Clinic team meeting before the first day.

Floating Doctors’ diversity of teammates and volunteers, both in terms of background and in experience, was incredibly humbling. Our teammates hailed from Australia, Italy, the UK, Kenya, Ireland, California, Sweden, Costa Rica, Holland, New Jersey, Minnesota, and more, and I marveled that our team was so quickly harmonious and effective. Our pharmacy manager had previously spent months working with the US Antarctic Program. A college student volunteer we worked with plays Division III basketball and is pursuing medicine. My provider partner, a UK medical student, smiled when I called an aubergine an eggplant. All welcomed my American high schooler son as an equal, and he learned some new card games during downtime in the evenings. Never underestimate what a diverse group of people with a similar mindset and goal can accomplish.


Dr. Flais before clinic got busy. 
That’s our pharmacy in the background.
The Floating Doctors, much like our practice at Pediatric Health Associates, strives to care for families in a holistic manner. Cultural competency and understanding the communities we serve is a cornerstone to both organizations. Caring for people means more than caring medically for our physical bodies and organs. Our physical and emotional health are deeply interconnected, and there is a balanced web between mind, body, family, and community. PHA founder Timothy Wall, MD as well as Doctors Jihad Shoshara and Sofia Shakir have established a culture of service and a legacy of global health volunteerism within PHA, spending years working with international medical missions serving Honduras and Syrian refugee relief efforts. My PHA colleagues served as inspiration to pursue a global mission experience and were eagerly supportive of my FD trip. Such experiences as global volunteers caring for all children enhance PHA’s ability to care of our patients back home.
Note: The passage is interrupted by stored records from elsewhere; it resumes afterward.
//! Leg position intent for complex (multileg) orders.

use serde::{Deserialize, Serialize};

/// Open / close intent of a single leg.
#[derive(Debug, Copy, Clone, PartialEq, Eq, Hash, Serialize, Deserialize)]
#[serde(rename_all = "snake_case")]
pub enum Position {
    Open,
    Close,
    None,
}

impl Position {
    /// One-byte wire code (`'O'`, `'C'`, `'N'`).
    pub const fn wire_code(self) -> u8 {
        match self {
            Position::Open => b'O',
            Position::Close => b'C',
            Position::None => b'N',
        }
    }

    pub fn from_wire_code(code: u8) -> Option<Self> {
        match code {
            b'O' => Some(Position::Open),
            b'C' => Some(Position::Close),
            b'N' => Some(Position::None),
            _ => None,
        }
    }
}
Journeying to Central America to work with the Floating Doctors has rejuvenated my energy for my career, inspires and enhances my care for PHA patients here in the US, and served as a great reminder that we live in a very large world, of which we occupy only a tiny part. When I look back on my Floating Doctors experience, the first images that come to mind are of the kids; playing soccer in an open field, investigating my stethoscope’s disco lights, peering into the clinic space from between slats on the open-air walls to check out the action. I’m incredibly grateful to have had the opportunity to work with this Panamanian community, and I plan to return to Panama with each of my other children to work with the Floating Doctors. Yes, we helped others, but I personally gained much more than I gave.


The field outside our clinic space served as the location for 
a near-constant game of fútbol.



1 comment:

Laura said...

Dr. Flais you have treated my children with outstanding care for 7 years at PHA, thank you for sharing your trip and thank you for all you do!